O aumento das tensões entre Estados Unidos e Irã pode parecer algo distante da realidade do varejo brasileiro, mas seus efeitos chegam rápido ao dia a dia dos supermercados. Um dos primeiros impactos costuma ser a alta do petróleo, que encarece o transporte de mercadorias. Isso afeta desde a indústria até a entrega final nas lojas, pressionando custos e, muitas vezes, os preços nas gôndolas, um desafio que o supermercadista já vem enfrentando com frequência.

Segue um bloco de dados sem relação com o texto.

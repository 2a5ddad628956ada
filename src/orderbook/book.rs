//! Core order book: price levels for one symbol plus the indexes needed
//! for fast cancellation and top-of-book reads.

use crate::config::MatchingConfig;
use crate::order::{Order, OrderId, OrderKind, Side};
use crate::orderbook::error::OrderBookError;
use crate::orderbook::price_level::PriceLevel;
use crossbeam::atomic::AtomicCell;
use crossbeam_skiplist::SkipMap;
use dashmap::DashMap;
use std::sync::atomic::{AtomicBool, AtomicU64, Ordering};
use std::sync::{Arc, Mutex, MutexGuard};
use tracing::trace;

/// A limit order book for one symbol.
///
/// Both sides are `SkipMap`s keyed by price, so the matching walk iterates
/// levels in price order without ever sorting; within a level resting
/// orders queue FIFO. An order-id index gives O(log P) cancellation, P
/// being the number of price levels.
///
/// Mutations (`process`, `cancel`) and depth snapshots are serialised by a
/// per-book gate so multi-level walks and fill-or-kill pre-checks are
/// atomic with respect to this book. Top-of-book reads go through atomic
/// aggregates and take no lock.
pub struct OrderBook {
    /// The symbol this book trades.
    pub(super) symbol: String,

    /// Bid side, keyed by price. Best bid is the highest key.
    pub(super) bids: SkipMap<u128, Arc<PriceLevel>>,

    /// Ask side, keyed by price. Best ask is the lowest key.
    pub(super) asks: SkipMap<u128, Arc<PriceLevel>>,

    /// Resting order id -> (price, side) for direct cancellation.
    pub(super) order_locations: DashMap<OrderId, (u128, Side)>,

    /// Serialises mutations and snapshots of this book.
    pub(super) gate: Mutex<()>,

    /// Incremented on every mutation of the book.
    pub(super) sequence: AtomicU64,

    /// Monotonic per-symbol trade sequence.
    pub(super) trade_sequence: AtomicU64,

    /// Price of the most recent trade.
    pub(super) last_trade_price: AtomicCell<u128>,

    /// Whether any trade has printed on this book.
    pub(super) has_traded: AtomicBool,

    /// Minimum price increment. Prices must be exact multiples.
    tick_size: u128,

    /// Minimum quantity increment. Quantities must be exact multiples.
    lot_size: u64,

    /// Optional cap on resting orders.
    max_open_orders: Option<usize>,
}

impl OrderBook {
    /// Creates a book with tick and lot size 1 (every positive integer
    /// price and quantity accepted).
    pub fn new(symbol: &str) -> Self {
        Self::with_market_rules(symbol, 1, 1)
    }

    /// Creates a book enforcing the given tick and lot sizes.
    ///
    /// A zero tick or lot size is promoted to 1 so the modulo checks stay
    /// well-defined.
    pub fn with_market_rules(symbol: &str, tick_size: u128, lot_size: u64) -> Self {
        Self {
            symbol: symbol.to_string(),
            bids: SkipMap::new(),
            asks: SkipMap::new(),
            order_locations: DashMap::new(),
            gate: Mutex::new(()),
            sequence: AtomicU64::new(0),
            trade_sequence: AtomicU64::new(0),
            last_trade_price: AtomicCell::new(0),
            has_traded: AtomicBool::new(false),
            tick_size: tick_size.max(1),
            lot_size: lot_size.max(1),
            max_open_orders: None,
        }
    }

    /// Creates a book from the engine's matching configuration.
    pub fn from_config(symbol: &str, config: &MatchingConfig) -> Self {
        let mut book = Self::with_market_rules(symbol, config.tick_size, config.lot_size);
        book.max_open_orders = config.max_orders_per_symbol;
        book
    }

    /// The symbol this book trades.
    pub fn symbol(&self) -> &str {
        &self.symbol
    }

    /// The configured minimum price increment.
    pub fn tick_size(&self) -> u128 {
        self.tick_size
    }

    /// The configured minimum quantity increment.
    pub fn lot_size(&self) -> u64 {
        self.lot_size
    }

    /// Current mutation sequence number.
    pub fn sequence(&self) -> u64 {
        self.sequence.load(Ordering::Acquire)
    }

    /// Number of orders currently resting in the book.
    pub fn open_orders(&self) -> usize {
        self.order_locations.len()
    }

    /// Price of the last trade, if any trade has printed.
    pub fn last_trade_price(&self) -> Option<u128> {
        if self.has_traded.load(Ordering::Acquire) {
            Some(self.last_trade_price.load())
        } else {
            None
        }
    }

    /// Best bid as (price, aggregate quantity).
    ///
    /// O(1): the SkipMap keeps prices sorted, the highest bid is the last
    /// entry, and level aggregates are atomics.
    pub fn best_bid(&self) -> Option<(u128, u64)> {
        self.bids
            .iter()
            .next_back()
            .map(|entry| (*entry.key(), entry.value().total_quantity()))
    }

    /// Best ask as (price, aggregate quantity).
    pub fn best_ask(&self) -> Option<(u128, u64)> {
        self.asks
            .iter()
            .next()
            .map(|entry| (*entry.key(), entry.value().total_quantity()))
    }

    /// Copies a resting order out of the book.
    pub fn get_order(&self, order_id: OrderId) -> Option<Order> {
        let location = self.order_locations.get(&order_id)?;
        let (price, side) = *location.value();
        drop(location);
        self.side_levels(side).get(&price)?.value().get(order_id)
    }

    /// Removes a resting order from its price level.
    ///
    /// The price level is dropped once its queue empties. Orders that are
    /// not resting (unknown, already filled, already canceled) fail with
    /// [`OrderBookError::OrderNotFound`].
    pub fn cancel(&self, order_id: OrderId, now: u64) -> Result<Order, OrderBookError> {
        let _guard = self.lock_gate();

        let (price, side) = self
            .order_locations
            .get(&order_id)
            .map(|location| *location.value())
            .ok_or(OrderBookError::OrderNotFound(order_id))?;

        let side_map = self.side_levels(side);
        let entry = side_map
            .get(&price)
            .ok_or(OrderBookError::OrderNotFound(order_id))?;
        let level = entry.value().clone();

        let mut order = level
            .remove(order_id)
            .ok_or(OrderBookError::OrderNotFound(order_id))?;
        self.order_locations.remove(&order_id);
        if level.is_empty() {
            side_map.remove(&price);
        }

        order.cancel(now);
        self.sequence.fetch_add(1, Ordering::AcqRel);
        trace!("canceled order {} on {} at {}", order_id, self.symbol, price);
        Ok(order)
    }

    /// Validates an order's structure against this book's market rules.
    ///
    /// Pure field checks only; admission checks that read book state
    /// live in [`OrderBook::check_admission`]. Rejections leave the book
    /// untouched.
    pub(super) fn validate(&self, order: &Order) -> Result<(), OrderBookError> {
        if order.user_id.is_empty() {
            return Err(OrderBookError::MissingField("user_id"));
        }
        if order.symbol != self.symbol {
            return Err(OrderBookError::InvalidOrder {
                message: format!(
                    "order symbol {} does not match book {}",
                    order.symbol, self.symbol
                ),
            });
        }
        if !order.kind.is_executable() {
            return Err(OrderBookError::UnsupportedOrderKind(order.kind));
        }
        if order.quantity == 0 {
            return Err(OrderBookError::InvalidQuantity {
                quantity: order.quantity,
            });
        }
        if order.quantity % self.lot_size != 0 {
            return Err(OrderBookError::InvalidLotSize {
                quantity: order.quantity,
                lot_size: self.lot_size,
            });
        }
        if order.kind == OrderKind::Limit {
            if order.price == 0 {
                return Err(OrderBookError::InvalidPrice { price: order.price });
            }
            if order.price % self.tick_size != 0 {
                return Err(OrderBookError::InvalidTickSize {
                    price: order.price,
                    tick_size: self.tick_size,
                });
            }
        }
        Ok(())
    }

    /// Admission checks that read live book state.
    ///
    /// Reads `order_locations`, which every mutation path writes, so the
    /// caller must already hold the book gate; checking before taking it
    /// would let two orders carrying the same id race past the duplicate
    /// check and corrupt the location index.
    pub(super) fn check_admission(&self, order: &Order) -> Result<(), OrderBookError> {
        if let Some(max_orders) = self.max_open_orders {
            if self.order_locations.len() >= max_orders {
                return Err(OrderBookError::BookCapacityExceeded { max_orders });
            }
        }
        if self.order_locations.contains_key(&order.id) {
            return Err(OrderBookError::DuplicateOrder(order.id));
        }
        Ok(())
    }

    /// The side map holding orders of the given side.
    pub(super) fn side_levels(&self, side: Side) -> &SkipMap<u128, Arc<PriceLevel>> {
        match side {
            Side::Buy => &self.bids,
            Side::Sell => &self.asks,
        }
    }

    /// The side map an incoming order of `side` matches against.
    pub(super) fn opposite_levels(&self, side: Side) -> &SkipMap<u128, Arc<PriceLevel>> {
        self.side_levels(side.opposite())
    }

    pub(super) fn lock_gate(&self) -> MutexGuard<'_, ()> {
        self.gate
            .lock()
            .unwrap_or_else(|poisoned| poisoned.into_inner())
    }
}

Além disso, produtos básicos como trigo, milho e óleos podem sofrer variações de preço por causa da instabilidade no cenário internacional. Isso impacta diretamente categorias importantes, como panificação, carnes e itens da cesta básica. Na prática, o varejo precisa lidar com fornecedores reajustando valores, margens mais apertadas e consumidores cada vez mais sensíveis ao preço. Por isso, ganha ainda mais importância negociar bem, ajustar estoques e apostar em alternativas como marcas próprias.

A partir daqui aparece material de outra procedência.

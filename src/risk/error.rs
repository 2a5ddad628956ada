//! Risk subsystem error types.

use crate::errors::ErrorClass;
use crate::risk::limits::LimitKind;
use crate::store::StoreError;
use thiserror::Error;

/// Failures raised by the risk pipeline.
#[derive(Debug, Error)]
#[non_exhaustive]
pub enum RiskError {
    /// A pre-trade check failed on a configured limit.
    #[error("risk limit exceeded: {kind} value {current} over limit {limit}")]
    LimitExceeded {
        /// Kind of the failing limit.
        kind: LimitKind,
        /// Observed value.
        current: f64,
        /// Configured threshold.
        limit: f64,
    },

    /// The symbol (or the venue) is halted.
    #[error("circuit breaker triggered for {symbol}")]
    CircuitBreakerTriggered {
        /// The halted symbol.
        symbol: String,
    },

    /// Resume was requested for a breaker that is not halted.
    #[error("circuit breaker for {symbol} is not halted")]
    BreakerNotHalted {
        /// The symbol whose breaker was already closed.
        symbol: String,
    },

    /// The user has never traded the symbol.
    #[error("no position for user {user_id} in {symbol}")]
    PositionNotFound {
        /// The user queried.
        user_id: String,
        /// The symbol queried.
        symbol: String,
    },

    /// The coordinator's submission queue is at capacity.
    #[error("risk queue full")]
    QueueFull,

    /// The coordinator is shutting down and accepts no new ops.
    #[error("risk coordinator shutting down")]
    ShuttingDown,

    /// The submission was not answered within the caller's deadline.
    #[error("risk operation timed out")]
    Timeout,

    /// A persistence capability failed.
    #[error("store: {0}")]
    Store(#[from] StoreError),

    /// A defect inside the risk pipeline.
    #[error("internal risk error: {0}")]
    Internal(String),
}

impl RiskError {
    /// The handling class of this failure.
    pub fn class(&self) -> ErrorClass {
        match self {
            RiskError::LimitExceeded { .. }
            | RiskError::CircuitBreakerTriggered { .. }
            | RiskError::BreakerNotHalted { .. } => ErrorClass::Business,
            RiskError::PositionNotFound { .. } => ErrorClass::NotFound,
            RiskError::QueueFull | RiskError::ShuttingDown | RiskError::Timeout => {
                ErrorClass::Transient
            }
            RiskError::Store(_) | RiskError::Internal(_) => ErrorClass::Internal,
        }
    }

    /// Whether a caller may retry with backoff.
    pub fn is_retryable(&self) -> bool {
        self.class().is_retryable()
    }
}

Outro ponto importante é o comportamento do consumidor. Em momentos de incerteza, as pessoas tendem a gastar com mais cautela, priorizando o essencial e buscando promoções. Para o supermercadista, isso significa a necessidade de ser mais estratégico: comunicar bem as ofertas, ajustar o mix de produtos e acompanhar de perto o que o cliente realmente está buscando. Quem consegue se adaptar rápido e tomar decisões com base no cenário sai na frente, mesmo em tempos mais desafiadores.